**TASK**
All entries should be output exactly as they stand.

Stored items:
-*-
//! Application router configuration with protected and unprotected route definitions.

use axum::{
    Router, middleware,
    routing::{delete, get, post, put},
};

use crate::{
    AppState,
    auth::{
        auth_guard, change_password_endpoint, log_in_endpoint, log_out_endpoint,
        register_endpoint,
    },
    cost_type::{
        create_cost_type_endpoint, delete_cost_type_endpoint, get_cost_type_endpoint,
        list_cost_types_endpoint, update_cost_type_endpoint,
    },
    endpoints,
    permission::{Permission, get_permission_endpoint, list_permissions_endpoint, require},
    person::{
        create_person_endpoint, delete_person_endpoint, get_person_balance_endpoint,
        get_person_endpoint, get_person_transactions_endpoint, list_persons_endpoint,
        update_person_endpoint,
    },
    report::{
        get_daily_series_endpoint, get_expenses_by_category_endpoint,
        get_financial_summary_endpoint, get_report_summary_endpoint,
    },
    role::{
        create_role_endpoint, delete_role_endpoint, get_role_endpoint, list_roles_endpoint,
        set_role_permissions_endpoint, update_role_endpoint,
    },
    transaction::{
        apply_cost_types_endpoint, autocomplete_endpoint, bulk_edit_endpoint,
        create_transaction_endpoint, delete_transaction_endpoint, get_last_transactions_endpoint,
        get_transaction_endpoint, import_transactions_endpoint, list_transactions_endpoint,
        query_transactions_endpoint, update_transaction_endpoint,
    },
    user::{
        create_user_endpoint, delete_user_endpoint, get_me_endpoint, get_my_permissions_endpoint,
        get_user_endpoint, list_users_endpoint, set_user_roles_endpoint, update_user_endpoint,
    },
};

/// Return a router with all the app's routes.
///
/// Every route except logging in, registering and logging out requires a
/// session. Most protected routes also require a single permission.
pub fn build_router(state: AppState) -> Router {
    let unprotected_routes = Router::new()
        .route(endpoints::LOG_IN, post(log_in_endpoint))
        .route(endpoints::REGISTER, post(register_endpoint))
        .route(endpoints::LOG_OUT, post(log_out_endpoint));

    let s = &state;
    let protected_routes = Router::new()
        .route(endpoints::CHANGE_PASSWORD, post(change_password_endpoint))
        .route(endpoints::ME, get(get_me_endpoint))
        .route(endpoints::MY_PERMISSIONS, get(get_my_permissions_endpoint))
        .route(
            endpoints::PERMISSIONS,
            require(Permission::ManagePermissions, get(list_permissions_endpoint), s),
        )
        .route(
            endpoints::PERMISSION,
            require(Permission::ManagePermissions, get(get_permission_endpoint), s),
        )
        .route(
            endpoints::ROLES,
            require(Permission::ViewRoles, get(list_roles_endpoint), s)
                .merge(require(Permission::CreateRole, post(create_role_endpoint), s)),
        )
        .route(
            endpoints::ROLE_PERMISSIONS,
            require(Permission::EditRole, put(set_role_permissions_endpoint), s),
        )
        .route(
            endpoints::ROLE,
            require(Permission::ViewRoles, get(get_role_endpoint), s)
                .merge(require(Permission::EditRole, put(update_role_endpoint), s))
                .merge(require(Permission::DeleteRole, delete(delete_role_endpoint), s)),
        )
        .route(
            endpoints::USERS,
            require(Permission::ViewUsers, get(list_users_endpoint), s)
                .merge(require(Permission::CreateUser, post(create_user_endpoint), s)),
        )
        .route(
            endpoints::USER_ROLES,
            require(Permission::EditUser, put(set_user_roles_endpoint), s),
        )
        .route(
            endpoints::USER,
            require(Permission::ViewUsers, get(get_user_endpoint), s)
                .merge(require(Permission::EditUser, put(update_user_endpoint), s))
                .merge(require(Permission::DeleteUser, delete(delete_user_endpoint), s)),
        )
        .route(
            endpoints::PERSONS,
            require(Permission::ViewPersons, get(list_persons_endpoint), s)
                .merge(require(Permission::CreatePerson, post(create_person_endpoint), s)),
        )
        .route(
            endpoints::PERSON,
            require(Permission::ViewPersons, get(get_person_endpoint), s)
                .merge(require(Permission::EditPerson, put(update_person_endpoint), s))
                .merge(require(Permission::DeletePerson, delete(delete_person_endpoint), s)),
        )
        .route(
            endpoints::PERSON_BALANCE,
            require(Permission::ViewPersons, get(get_person_balance_endpoint), s),
        )
        .route(
            endpoints::PERSON_TRANSACTIONS,
            require(Permission::ViewPersons, get(get_person_transactions_endpoint), s),
        )
        .route(
            endpoints::COST_TYPES,
            require(Permission::ViewCostTypes, get(list_cost_types_endpoint), s).merge(require(
                Permission::CreateCostType,
                post(create_cost_type_endpoint),
                s,
            )),
        )
        .route(
            endpoints::COST_TYPE,
            require(Permission::ViewCostTypes, get(get_cost_type_endpoint), s)
                .merge(require(Permission::EditCostType, put(update_cost_type_endpoint), s))
                .merge(require(
                    Permission::DeleteCostType,
                    delete(delete_cost_type_endpoint),
                    s,
                )),
        )
        .route(
            endpoints::TRANSACTIONS,
            require(Permission::ViewTransactions, get(list_transactions_endpoint), s).merge(
                require(
                    Permission::CreateTransaction,
                    post(create_transaction_endpoint),
                    s,
                ),
            ),
        )
        .route(
            endpoints::TRANSACTION,
            require(Permission::ViewTransactions, get(get_transaction_endpoint), s)
                .merge(require(
                    Permission::EditTransaction,
                    put(update_transaction_endpoint),
                    s,
                ))
                .merge(require(
                    Permission::DeleteTransaction,
                    delete(delete_transaction_endpoint),
                    s,
                )),
        )
        .route(
            endpoints::LAST_TRANSACTIONS,
            require(
                Permission::ViewTransactions,
                get(get_last_transactions_endpoint),
                s,
            ),
        )
        .route(
            endpoints::AUTOCOMPLETE,
            require(Permission::ViewTransactions, get(autocomplete_endpoint), s),
        )
        .route(
            endpoints::QUERY_TRANSACTIONS,
            require(
                Permission::ViewTransactions,
                post(query_transactions_endpoint),
                s,
            ),
        )
        .route(
            endpoints::BULK_EDIT,
            require(Permission::EditTransaction, post(bulk_edit_endpoint), s),
        )
        .route(
            endpoints::APPLY_COST_TYPES,
            require(Permission::EditTransaction, post(apply_cost_types_endpoint), s),
        )
        .route(
            endpoints::IMPORT,
            require(
                Permission::CreateTransaction,
                post(import_transactions_endpoint),
                s,
            ),
        )
        .route(
            endpoints::REPORT_SUMMARY,
            require(Permission::ViewTransactions, get(get_report_summary_endpoint), s),
        )
        .route(
            endpoints::FINANCIAL_SUMMARY,
            require(
                Permission::ViewTransactions,
                get(get_financial_summary_endpoint),
                s,
            ),
        )
        .route(
            endpoints::DAILY_SERIES,
            require(Permission::ViewTransactions, get(get_daily_series_endpoint), s),
        )
        .route(
            endpoints::EXPENSES_BY_CATEGORY,
            require(
                Permission::ViewTransactions,
                get(get_expenses_by_category_endpoint),
                s,
            ),
        )
        .route_layer(middleware::from_fn_with_state(state.clone(), auth_guard));

    protected_routes
        .merge(unprotected_routes)
        .with_state(state)
}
-*-
**EXERCISE RESULT**
//! Application router configuration with protected and unprotected route definitions.

use axum::{
    Router, middleware,
    routing::{delete, get, post, put},
};

use crate::{
    AppState,
    auth::{
        auth_guard, change_password_endpoint, log_in_endpoint, log_out_endpoint,
        register_endpoint,
    },
    cost_type::{
        create_cost_type_endpoint, delete_cost_type_endpoint, get_cost_type_endpoint,
        list_cost_types_endpoint, update_cost_type_endpoint,
    },
    endpoints,
    permission::{Permission, get_permission_endpoint, list_permissions_endpoint, require},
    person::{
        create_person_endpoint, delete_person_endpoint, get_person_balance_endpoint,
        get_person_endpoint, get_person_transactions_endpoint, list_persons_endpoint,
        update_person_endpoint,
    },
    report::{
        get_daily_series_endpoint, get_expenses_by_category_endpoint,
        get_financial_summary_endpoint, get_report_summary_endpoint,
    },
    role::{
        create_role_endpoint, delete_role_endpoint, get_role_endpoint, list_roles_endpoint,
        set_role_permissions_endpoint, update_role_endpoint,
    },
    transaction::{
        apply_cost_types_endpoint, autocomplete_endpoint, bulk_edit_endpoint,
        create_transaction_endpoint, delete_transaction_endpoint, get_last_transactions_endpoint,
        get_transaction_endpoint, import_transactions_endpoint, list_transactions_endpoint,
        query_transactions_endpoint, update_transaction_endpoint,
    },
    user::{
        create_user_endpoint, delete_user_endpoint, get_me_endpoint, get_my_permissions_endpoint,
        get_user_endpoint, list_users_endpoint, set_user_roles_endpoint, update_user_endpoint,
    },
};

/// Return a router with all the app's routes.
///
/// Every route except logging in, registering and logging out requires a
/// session. Most protected routes also require a single permission.
pub fn build_router(state: AppState) -> Router {
    let unprotected_routes = Router::new()
        .route(endpoints::LOG_IN, post(log_in_endpoint))
        .route(endpoints::REGISTER, post(register_endpoint))
        .route(endpoints::LOG_OUT, post(log_out_endpoint));

    let s = &state;
    let protected_routes = Router::new()
        .route(endpoints::CHANGE_PASSWORD, post(change_password_endpoint))
        .route(endpoints::ME, get(get_me_endpoint))
        .route(endpoints::MY_PERMISSIONS, get(get_my_permissions_endpoint))
        .route(
            endpoints::PERMISSIONS,
            require(Permission::ManagePermissions, get(list_permissions_endpoint), s),
        )
        .route(
            endpoints::PERMISSION,
            require(Permission::ManagePermissions, get(get_permission_endpoint), s),
        )
        .route(
            endpoints::ROLES,
            require(Permission::ViewRoles, get(list_roles_endpoint), s)
                .merge(require(Permission::CreateRole, post(create_role_endpoint), s)),
        )
        .route(
            endpoints::ROLE_PERMISSIONS,
            require(Permission::EditRole, put(set_role_permissions_endpoint), s),
        )
        .route(
            endpoints::ROLE,
            require(Permission::ViewRoles, get(get_role_endpoint), s)
                .merge(require(Permission::EditRole, put(update_role_endpoint), s))
                .merge(require(Permission::DeleteRole, delete(delete_role_endpoint), s)),
        )
        .route(
            endpoints::USERS,
            require(Permission::ViewUsers, get(list_users_endpoint), s)
                .merge(require(Permission::CreateUser, post(create_user_endpoint), s)),
        )
        .route(
            endpoints::USER_ROLES,
            require(Permission::EditUser, put(set_user_roles_endpoint), s),
        )
        .route(
            endpoints::USER,
            require(Permission::ViewUsers, get(get_user_endpoint), s)
                .merge(require(Permission::EditUser, put(update_user_endpoint), s))
                .merge(require(Permission::DeleteUser, delete(delete_user_endpoint), s)),
        )
        .route(
            endpoints::PERSONS,
            require(Permission::ViewPersons, get(list_persons_endpoint), s)
                .merge(require(Permission::CreatePerson, post(create_person_endpoint), s)),
        )
        .route(
            endpoints::PERSON,
            require(Permission::ViewPersons, get(get_person_endpoint), s)
                .merge(require(Permission::EditPerson, put(update_person_endpoint), s))
                .merge(require(Permission::DeletePerson, delete(delete_person_endpoint), s)),
        )
        .route(
            endpoints::PERSON_BALANCE,
            require(Permission::ViewPersons, get(get_person_balance_endpoint), s),
        )
        .route(
            endpoints::PERSON_TRANSACTIONS,
            require(Permission::ViewPersons, get(get_person_transactions_endpoint), s),
        )
        .route(
            endpoints::COST_TYPES,
            require(Permission::ViewCostTypes, get(list_cost_types_endpoint), s).merge(require(
                Permission::CreateCostType,
                post(create_cost_type_endpoint),
                s,
            )),
        )
        .route(
            endpoints::COST_TYPE,
            require(Permission::ViewCostTypes, get(get_cost_type_endpoint), s)
                .merge(require(Permission::EditCostType, put(update_cost_type_endpoint), s))
                .merge(require(
                    Permission::DeleteCostType,
                    delete(delete_cost_type_endpoint),
                    s,
                )),
        )
        .route(
            endpoints::TRANSACTIONS,
            require(Permission::ViewTransactions, get(list_transactions_endpoint), s).merge(
                require(
                    Permission::CreateTransaction,
                    post(create_transaction_endpoint),
                    s,
                ),
            ),
        )
        .route(
            endpoints::TRANSACTION,
            require(Permission::ViewTransactions, get(get_transaction_endpoint), s)
                .merge(require(
                    Permission::EditTransaction,
                    put(update_transaction_endpoint),
                    s,
                ))
                .merge(require(
                    Permission::DeleteTransaction,
                    delete(delete_transaction_endpoint),
                    s,
                )),
        )
        .route(
            endpoints::LAST_TRANSACTIONS,
            require(
                Permission::ViewTransactions,
                get(get_last_transactions_endpoint),
                s,
            ),
        )
        .route(
            endpoints::AUTOCOMPLETE,
            require(Permission::ViewTransactions, get(autocomplete_endpoint), s),
        )
        .route(
            endpoints::QUERY_TRANSACTIONS,
            require(
                Permission::ViewTransactions,
                post(query_transactions_endpoint),
                s,
            ),
        )
        .route(
            endpoints::BULK_EDIT,
            require(Permission::EditTransaction, post(bulk_edit_endpoint), s),
        )
        .route(
            endpoints::APPLY_COST_TYPES,
            require(Permission::EditTransaction, post(apply_cost_types_endpoint), s),
        )
        .route(
            endpoints::IMPORT,
            require(
                Permission::CreateTransaction,
                post(import_transactions_endpoint),
                s,
            ),
        )
        .route(
            endpoints::REPORT_SUMMARY,
            require(Permission::ViewTransactions, get(get_report_summary_endpoint), s),
        )
        .route(
            endpoints::FINANCIAL_SUMMARY,
            require(
                Permission::ViewTransactions,
                get(get_financial_summary_endpoint),
                s,
            ),
        )
        .route(
            endpoints::DAILY_SERIES,
            require(Permission::ViewTransactions, get(get_daily_series_endpoint), s),
        )
        .route(
            endpoints::EXPENSES_BY_CATEGORY,
            require(
                Permission::ViewTransactions,
                get(get_expenses_by_category_endpoint),
                s,
            ),
        )
        .route_layer(middleware::from_fn_with_state(state.clone(), auth_guard));

    protected_routes
        .merge(unprotected_routes)
        .with_state(state)
}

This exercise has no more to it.